What you should do:
Below are records. Find each line in them that holds the word "const" and copy it.
· · ·
use std::io::{Read, Seek};

use serde::{Deserialize, Serialize};
use tracing::{debug, info};

use crate::catalog::ItemCatalog;
use crate::character::{Character, decode_conditions, decode_skill_record};
use crate::error::{DecodeError, Result};
use crate::flags::EventFlags;
use crate::inventory::{Inventory, decode_inventory};
use crate::layout::{CHAPTER_OFFSETS_COUNT, MAX_ZONE, MIN_ZONE, NAME_WIDTH, SaveLayout};
use crate::reader::LittleEndianReader;
use crate::types::{
    CharIndex, GamePosition, Location, Royals, SKILL_COUNT, SKILL_NAMES, Time, WorldClock,
    ZoneNumber,
};

const MAX_COMBATANTS: usize = 7;
const EMPTY_COMBATANT: u16 = 0xffff;

#[derive(Debug, Clone, PartialEq, Eq, Serialize, Deserialize)]
pub struct Party {
    pub gold: Royals,
    pub keys: Inventory,
    pub characters: Vec<Character>,
    pub active: Vec<CharIndex>,
}

impl Party {
    pub fn character(&self, index: CharIndex) -> Option<&Character> {
        self.characters.get(usize::from(index.0))
    }

    /// Active characters in roster order. Indices with no character are
    /// skipped.
    pub fn active_characters(&self) -> impl Iterator<Item = &Character> {
        self.active.iter().filter_map(|&i| self.character(i))
    }
}

#[derive(Debug, Clone, Copy, PartialEq, Eq, Serialize, Deserialize)]
pub struct ChapterOffsets {
    pub chapter: u16,
    pub addresses: [u32; 5],
}

/// Combatant numbers taking part in one combat.
#[derive(Debug, Clone, Copy, PartialEq, Eq, Serialize, Deserialize)]
pub struct CombatEntityList(pub [Option<u16>; MAX_COMBATANTS]);

impl CombatEntityList {
    pub fn combatants(&self) -> impl Iterator<Item = u16> + '_ {
        self.0.iter().flatten().copied()
    }
}

/// Combat view of one skill. The two bytes after `limit` are not kept.
#[derive(Debug, Clone, Copy, PartialEq, Eq, Default, Serialize, Deserialize)]
pub struct CombatSkill {
    pub max: u8,
    pub current: u8,
    pub limit: u8,
}

#[derive(Debug, Clone, Copy, PartialEq, Eq, Serialize, Deserialize)]
pub struct CombatStats {
    pub id: u16,
    pub unknown: [u8; 6],
    pub skills: [CombatSkill; SKILL_COUNT],
    pub unknown2: [u8; 7],
}

impl CombatStats {
    pub fn named(&self) -> impl Iterator<Item = (&'static str, &CombatSkill)> {
        SKILL_NAMES.into_iter().zip(self.skills.iter())
    }
}

// --- Header: save name, chapter ---

pub fn decode_save_name<R: Read + Seek>(
    r: &mut LittleEndianReader<R>,
    layout: &SaveLayout,
) -> Result<String> {
    r.seek_to(layout.save_name)?;
    Ok(r.read_fixed_string(layout.save_name_len)?)
}

pub fn decode_chapter<R: Read + Seek>(
    r: &mut LittleEndianReader<R>,
    layout: &SaveLayout,
) -> Result<u16> {
    r.seek_to(layout.chapter)?;
    Ok(r.read_u16()?)
}

// --- World: location, clock ---

pub fn decode_location<R: Read + Seek>(
    r: &mut LittleEndianReader<R>,
    layout: &SaveLayout,
) -> Result<Location> {
    r.seek_to(layout.location)?;
    let zone = r.read_u8()?;
    if !(MIN_ZONE..=MAX_ZONE).contains(&zone) {
        return Err(DecodeError::UnsupportedZone(zone));
    }
    let xtile = r.read_u8()?;
    let ytile = r.read_u8()?;
    let x = r.read_u32()?;
    let y = r.read_u32()?;
    r.skip(5)?;
    let heading = r.read_u16()?;

    info!(zone, tile = ?(xtile, ytile), x, y, heading, "location");
    Ok(Location {
        zone: ZoneNumber(zone),
        tile: (xtile, ytile),
        position: GamePosition { x, y },
        heading,
    })
}

pub fn decode_world_clock<R: Read + Seek>(
    r: &mut LittleEndianReader<R>,
    layout: &SaveLayout,
) -> Result<WorldClock> {
    r.seek_to(layout.clock)?;
    let clock = WorldClock {
        time: Time(r.read_u32()?),
        time_last_slept: Time(r.read_u32()?),
    };
    info!(time = %clock.time, last_slept = %clock.time_last_slept, "world clock");
    Ok(clock)
}

// --- Party: characters, roster, gold, keys ---

pub fn decode_characters<R: Read + Seek, B: AsRef<[u8]>>(
    r: &mut LittleEndianReader<R>,
    layout: &SaveLayout,
    flags: &EventFlags<B>,
    catalog: &dyn ItemCatalog,
) -> Result<Vec<Character>> {
    let mut characters = Vec::with_capacity(layout.character_count);
    for i in 0..layout.character_count {
        let index = u8::try_from(i)
            .map_err(|_| DecodeError::Layout(format!("character count {i} exceeds 255")))?;

        r.seek_to(layout.character_name_offset(i))?;
        let name = r.read_fixed_string(NAME_WIDTH as usize)?;
        debug!(index, %name, "character");

        r.seek_to(layout.character_skills_offset(i))?;
        let record = decode_skill_record(r, flags, index)?;

        r.seek_to(layout.character_inventory_offset(i))?;
        let inventory = decode_inventory(r, catalog)?;

        r.seek_to(layout.character_conditions_offset(i))?;
        let conditions = decode_conditions(r)?;

        characters.push(Character {
            index: CharIndex(index),
            name,
            skills: record.skills,
            spells: record.spells,
            unknown: record.unknown,
            unknown2: record.unknown2,
            conditions,
            inventory,
        });
    }
    Ok(characters)
}

pub fn decode_active_characters<R: Read + Seek>(
    r: &mut LittleEndianReader<R>,
    layout: &SaveLayout,
) -> Result<Vec<CharIndex>> {
    r.seek_to(layout.active_characters)?;
    let count = r.read_u8()?;
    let mut active = Vec::with_capacity(usize::from(count));
    for _ in 0..count {
        active.push(CharIndex(r.read_u8()?));
    }
    Ok(active)
}

pub fn decode_gold<R: Read + Seek>(
    r: &mut LittleEndianReader<R>,
    layout: &SaveLayout,
) -> Result<Royals> {
    r.seek_to(layout.gold)?;
    Ok(Royals(r.read_u32()?))
}

pub fn decode_party<R: Read + Seek, B: AsRef<[u8]>>(
    r: &mut LittleEndianReader<R>,
    layout: &SaveLayout,
    flags: &EventFlags<B>,
    catalog: &dyn ItemCatalog,
) -> Result<Party> {
    let characters = decode_characters(r, layout, flags, catalog)?;
    let active = decode_active_characters(r, layout)?;
    let gold = decode_gold(r, layout)?;
    r.seek_to(layout.party_keys)?;
    let keys = decode_inventory(r, catalog)?;
    Ok(Party {
        gold,
        keys,
        characters,
        active,
    })
}

// --- On demand: chapter offsets, combat entity lists, combat stats ---

pub fn decode_chapter_offsets<R: Read + Seek>(
    r: &mut LittleEndianReader<R>,
    offset: u64,
) -> Result<Vec<ChapterOffsets>> {
    r.seek_to(offset)?;
    let mut chapters = Vec::with_capacity(CHAPTER_OFFSETS_COUNT);
    for _ in 0..CHAPTER_OFFSETS_COUNT {
        let chapter = r.read_u16()?;
        let mut addresses = [0u32; 5];
        for address in &mut addresses {
            *address = r.read_u32()?;
        }
        chapters.push(ChapterOffsets { chapter, addresses });
    }
    Ok(chapters)
}

pub fn decode_combat_entity_lists<R: Read + Seek>(
    r: &mut LittleEndianReader<R>,
    offset: u64,
    count: usize,
) -> Result<Vec<CombatEntityList>> {
    r.seek_to(offset)?;
    let mut lists = Vec::new();
    for _ in 0..count {
        let mut combatants = [None; MAX_COMBATANTS];
        for slot in &mut combatants {
            let combatant = r.read_u16()?;
            *slot = (combatant != EMPTY_COMBATANT).then_some(combatant);
        }
        lists.push(CombatEntityList(combatants));
    }
    Ok(lists)
}

pub fn decode_combat_stats<R: Read + Seek>(
    r: &mut LittleEndianReader<R>,
    offset: u64,
    count: usize,
) -> Result<Vec<CombatStats>> {
    r.seek_to(offset)?;
    info!(offset = format_args!("0x{offset:x}"), count, "loading combat stats");
    let mut stats = Vec::new();
    for _ in 0..count {
        let id = r.read_u16()?;
        let unknown = r.read_array()?;
        let mut skills = [CombatSkill::default(); SKILL_COUNT];
        for skill in &mut skills {
            *skill = CombatSkill {
                max: r.read_u8()?,
                current: r.read_u8()?,
                limit: r.read_u8()?,
            };
            r.skip(2)?;
        }
        let unknown2 = r.read_array()?;
        debug!(id, "combat stats");
        stats.push(CombatStats {
            id,
            unknown,
            skills,
            unknown2,
        });
    }
    debug!(end = format_args!("0x{:x}", r.position()?), "combat stats end");
    Ok(stats)
}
· · ·
Written answer:
const MAX_COMBATANTS: usize = 7;
const EMPTY_COMBATANT: u16 = 0xffff;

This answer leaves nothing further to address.